To be fair, people are calling themselves data scientists is fair because for the first time:
-
We have generated so much data that meaningful insights can be drawn easily from the sheer volume even with ordinary models. Some, in fact, say that it’s your data more than your model that makes your the winner.
-
The volume of data blowing up has coincided with the appearance of powerful GPUs, an article this blog wrote about earlier. This meant making computing tasks faster and started involving Silicon Valley as a whole into the subject that mainly was statistician territory.
-
That being said, a lot of math concepts that were considered unimportant in the nineties due to the absence of points 1 and 2 have resurfaced. Machine learning, for example, has been around since the sixties. AI, as a concept, has been investigated by famous mathematicians like Alan Turing, after whom is named the famous Turing Test.
All these factors combined to make data science a discipline composed of three main areas: computer programming (for creating models), statistics (for the investigation of data metrics) and math (machine learning logic). This combination, hitherto unavailable, has made this profession very sought after.
So what all does a data scientist do?
Some of the terms mentioned earlier can now be looked at closer. Let’s start from the simple to the complex:
-
Simplifying or automating simple tasks like combining lots of Excel sheets into one program script that does the same task in seconds that you may take hours.
-
Cleaning or manipulating data from one form to another. Again, this might take lots of passes from one software to another but may be very easy with data science software. Like taking a blog post like this and putting it in a giant table or counting how many times I said “data” or some other ‘transformation’ task.
-
Creating metrics of business data, like a webpage or dashboard at a restaurant office showing how many orders have been placed so far, the average duration of completion of the order and average price. This is the more statistical part of it but with code and user interface design, it can be made easy and intuitive.
-
Making a simple forecast model of say, the stock price for next week from historical stock data of a given company. This is the simplest AI with a basic regression machine learning model.
-
Natural language processing or word classification or image recognition with neural networks, which are specialized versions of machine learning that imitate the human brain cells.

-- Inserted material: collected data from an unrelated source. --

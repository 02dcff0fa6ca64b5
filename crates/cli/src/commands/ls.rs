// SPDX-License-Identifier: BUSL-1.1
// Copyright (c) 2026 Alfred Jean LLC

//! `mill ls` - list runs, newest first

use crate::error::CliError;
use crate::output::{json_line, paint_status, OutputFormat};
use mill_engine::Supervisor;
use std::path::Path;

pub fn ls(format: OutputFormat, runs_root: &Path) -> Result<(), CliError> {
    let supervisor = Supervisor::new(runs_root);
    let runs = supervisor.list()?;
    match format {
        OutputFormat::Json => json_line(&runs).map_err(CliError::render)?,
        OutputFormat::Text => {
            if runs.is_empty() {
                println!("No runs");
                return Ok(());
            }
            for run in &runs {
                println!("{:<28} {}", run.id, paint_status(run.status));
            }
        }
    }
    Ok(())
}
// SPDX-License-Identifier: BUSL-1.1
// Copyright (c) 2026 Alfred Jean LLC

// Allow panic!/unwrap/expect in test code
#![cfg_attr(test, allow(clippy::panic))]
#![cfg_attr(test, allow(clippy::unwrap_used))]
#![cfg_attr(test, allow(clippy::expect_used))]

//! mill-program: the declarative program dialect a run executes.
//!
//! A program is a TOML document with one `[[step]]` array. The worker
//! interprets steps in order against the run's `factory` capability object;
//! `spawn` and `parallel` steps become driver subprocesses.

pub mod step;

pub use step::{Program, ProgramError, SpawnSpec, Step};
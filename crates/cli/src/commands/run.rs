// SPDX-License-Identifier: BUSL-1.1
// Copyright (c) 2026 Alfred Jean LLC

//! `mill run` - submit a program as a new run

use crate::error::CliError;
use crate::output::{dim, json_line, paint_status, OutputFormat};
use clap::Args;
use mill_core::{DEFAULT_DRIVER, DEFAULT_EXECUTOR};
use mill_engine::{SubmitOptions, Supervisor};
use std::path::{Path, PathBuf};

#[derive(Args)]
pub struct RunArgs {
    /// Program to execute
    #[arg(value_name = "program.ts")]
    pub program: PathBuf,

    /// Block until the run is terminal and print the combined envelope
    #[arg(long)]
    pub sync: bool,

    /// Driver tag for `factory.spawn` subprocesses
    #[arg(long, value_name = "tag", default_value = DEFAULT_DRIVER)]
    pub driver: String,

    /// Executor tag (only "direct" is supported)
    #[arg(long, value_name = "tag", default_value = DEFAULT_EXECUTOR)]
    pub executor: String,
}

pub async fn run(args: RunArgs, format: OutputFormat, runs_root: &Path) -> Result<(), CliError> {
    let supervisor = Supervisor::new(runs_root);
    let options = SubmitOptions { driver: args.driver, executor: args.executor };

    if args.sync {
        let receipt = supervisor.submit_sync(&args.program, &options).await?;
        match format {
            OutputFormat::Json => json_line(&receipt).map_err(CliError::render)?,
            OutputFormat::Text => {
                println!(
                    "Run {} {} ({} spawn(s))",
                    receipt.run.id,
                    paint_status(receipt.run.status),
                    receipt.result.spawns.len()
                );
                if let Some(message) = &receipt.result.error_message {
                    eprintln!("  {message}");
                }
            }
        }
        return Ok(());
    }

    let receipt = supervisor.submit(&args.program, &options)?;
    match format {
        OutputFormat::Json => json_line(&receipt).map_err(CliError::render)?,
        OutputFormat::Text => {
            println!("Run {} submitted ({})", receipt.run_id, paint_status(receipt.status));
            println!("  {}", dim(&receipt.paths.run_dir.display().to_string()));
        }
    }
    Ok(())
}
//! Cancellation matrix specs (seed scenario 3).

use crate::prelude::*;

#[test]
fn cancel_matrix() {
    let temp = Project::empty();
    let fast = temp.file("fast.toml", "[[step]]\nsleep_ms = 150\n");
    let slow = temp.file("slow.toml", "[[step]]\nsleep_ms = 3000\n");

    let a = temp.mill().args(&["run", fast.to_str().unwrap(), "--json"]).passes().json();
    let b = temp.mill().args(&["run", slow.to_str().unwrap(), "--json"]).passes().json();
    let a_id = a["runId"].as_str().unwrap().to_string();
    let b_id = b["runId"].as_str().unwrap().to_string();

    // Cancel B while it sleeps.
    let receipt = temp.mill().args(&["cancel", &b_id, "--json"]).passes().json();
    assert_eq!(receipt["runId"], b_id.as_str());
    assert_eq!(receipt["status"], "cancelled");
    assert_eq!(receipt["alreadyTerminal"], false);

    let b_wait = temp.mill().args(&["wait", &b_id, "--timeout", "8", "--json"]).passes().json();
    assert_eq!(b_wait["status"], "cancelled");

    let a_wait = temp.mill().args(&["wait", &a_id, "--timeout", "8", "--json"]).passes().json();
    assert_eq!(a_wait["status"], "complete");

    // watch on the finished run A emits at least one envelope and exactly
    // one terminal event, then closes.
    let a_watch = temp
        .mill()
        .args(&["watch", "--run", &a_id, "--channel", "all", "--json"])
        .passes()
        .json_lines();
    assert!(!a_watch.is_empty());
    let terminals = a_watch
        .iter()
        .filter(|l| {
            l["kind"] == "event"
                && matches!(
                    l["event"]["type"].as_str(),
                    Some("run:complete") | Some("run:failed") | Some("run:cancelled")
                )
        })
        .count();
    assert_eq!(terminals, 1);

    // watch on B's events channel shows the cancellation lifecycle.
    let b_watch = temp
        .mill()
        .args(&["watch", "--run", &b_id, "--channel", "events", "--json"])
        .passes()
        .json_lines();
    assert!(
        b_watch.iter().any(|l| l["event"]["type"] == "run:cancelled"),
        "expected run:cancelled in {b_watch:?}"
    );
    assert!(b_watch.iter().any(|l| l["event"]["type"] == "run:cancelRequested"));

    // ls shows both runs with their terminal statuses.
    let listed = temp.mill().args(&["ls", "--json"]).passes().json();
    let entries = listed.as_array().unwrap();
    assert_eq!(entries.len(), 2);
    let status_of = |id: &str| {
        entries
            .iter()
            .find(|e| e["id"] == id)
            .unwrap_or_else(|| panic!("{id} missing from ls"))["status"]
            .as_str()
            .unwrap()
            .to_string()
    };
    assert_eq!(status_of(&a_id), "complete");
    assert_eq!(status_of(&b_id), "cancelled");

    assert_run_invariants(&temp, &a_id);
    assert_run_invariants(&temp, &b_id);
}

#[test]
fn cancel_on_terminal_run_reports_already_terminal() {
    let temp = Project::empty();
    let program = temp.file("demo.toml", "[[step]]\nsleep_ms = 10\n");

    let envelope = temp
        .mill()
        .args(&["run", program.to_str().unwrap(), "--sync", "--json"])
        .passes()
        .json();
    let run_id = envelope["run"]["id"].as_str().unwrap().to_string();

    let receipt = temp.mill().args(&["cancel", &run_id, "--json"]).passes().json();
    assert_eq!(receipt["alreadyTerminal"], true);
    assert_eq!(receipt["status"], "complete");

    // Still exactly one terminal event, and no cancelRequested.
    let events = read_events(&temp, &run_id);
    assert!(!events.iter().any(|e| e["type"] == "run:cancelRequested"));
    assert_run_invariants(&temp, &run_id);
}

#[test]
fn cancel_unknown_run_exits_one() {
    let temp = Project::empty();
    temp.mill().args(&["cancel", "run_404_nope"]).exits(1);
}
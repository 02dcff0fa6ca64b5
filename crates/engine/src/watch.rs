// SPDX-License-Identifier: BUSL-1.1
// Copyright (c) 2026 Alfred Jean LLC

//! Watch channels and stream envelopes.

use chrono::{DateTime, Utc};
use mill_core::{Event, EventKind, IoPayload, IoSource, IoStream, RunId, SpawnId};
use serde::{Deserialize, Serialize};

/// Which event subset a watcher receives.
#[derive(Debug, Clone, Copy, PartialEq, Eq)]
pub enum WatchChannel {
    Events,
    Io,
    All,
}

impl WatchChannel {
    pub fn parse(s: &str) -> Option<Self> {
        match s {
            "events" => Some(WatchChannel::Events),
            "io" => Some(WatchChannel::Io),
            "all" => Some(WatchChannel::All),
            _ => None,
        }
    }

    fn admits(&self, kind: EventKind) -> bool {
        match self {
            WatchChannel::All => true,
            WatchChannel::Io => kind == EventKind::Io,
            WatchChannel::Events => kind != EventKind::Io,
        }
    }
}

mill_core::simple_display! {
    WatchChannel {
        Events => "events",
        Io => "io",
        All => "all",
    }
}

/// One emission of `mill watch`.
#[derive(Debug, Clone, PartialEq, Serialize, Deserialize)]
#[serde(tag = "kind", rename_all = "lowercase")]
pub enum WatchEnvelope {
    #[serde(rename_all = "camelCase")]
    Event { run_id: RunId, event: Event },
    #[serde(rename_all = "camelCase")]
    Io {
        run_id: RunId,
        source: IoSource,
        stream: IoStream,
        line: String,
        timestamp: DateTime<Utc>,
        #[serde(default, skip_serializing_if = "Option::is_none")]
        spawn_id: Option<SpawnId>,
    },
}

impl WatchEnvelope {
    /// Envelope for one log event, filtered by channel. `None` when the
    /// channel does not admit the event (or an io event has a foreign
    /// payload shape, which would be a writer bug).
    pub fn from_event(channel: WatchChannel, event: Event) -> Option<Self> {
        if !channel.admits(event.kind) {
            return None;
        }
        if event.kind == EventKind::Io {
            let payload: IoPayload = serde_json::from_value(event.payload.clone()).ok()?;
            return Some(WatchEnvelope::Io {
                run_id: event.run_id,
                source: payload.source,
                stream: payload.stream,
                line: payload.line,
                timestamp: event.timestamp,
                spawn_id: payload.spawn_id,
            });
        }
        Some(WatchEnvelope::Event { run_id: event.run_id, event })
    }
}

#[cfg(test)]
#[path = "watch_tests.rs"]
mod tests;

Sounds pretty cool, right?
It kinda is, actually. But where does all this go if it’s so hyped right now? Well, what goes up, must come down. But don’t get me wrong, data science is here to stay. Some of you may not remember how hot Enterprise Resource Programs (ERPs) were in the nineties. Companies like SAP, Baan, etc. trained thousands of individuals with their software for use in large firms. Are ERPs still used? Yes. Is ERP still white hot? No. Similarly, MS Excel was the best package for calculating in the same time period. And may it still is, but no one calls themselves an Excel expert anymore since it is so common. Here are signs that this is happening to data science:
-
Data science tools are becoming drag-and-drop style interfaces rather than intimidating command line ones. For example, Tableau and Alteryx
-
Education for data science is getting democratized. The subjects like machine learning and deep learning are being taught at minimal prices and at the other end, full-fledged degrees are being offered by Ivy league schools.
-
Professionals who are not from statistical, CS and math majors are also taking it up since information is no longer esoteric or too fundamental (though fundamental research is taking place)
Now, data science is a vast subject, whereas Excel is a tool, so it’s not that it will be completely democratized but the fact remains that in the future, a grandmother may tap a button on her smartphone to predict how likely it is that her grandchild will visit her using a neural network.
The future sounds very analytical and robot-like? Don’t worry, these technologies will offer our brains more time and energy things that AI isn’t able to do yet: introspect and contemplate.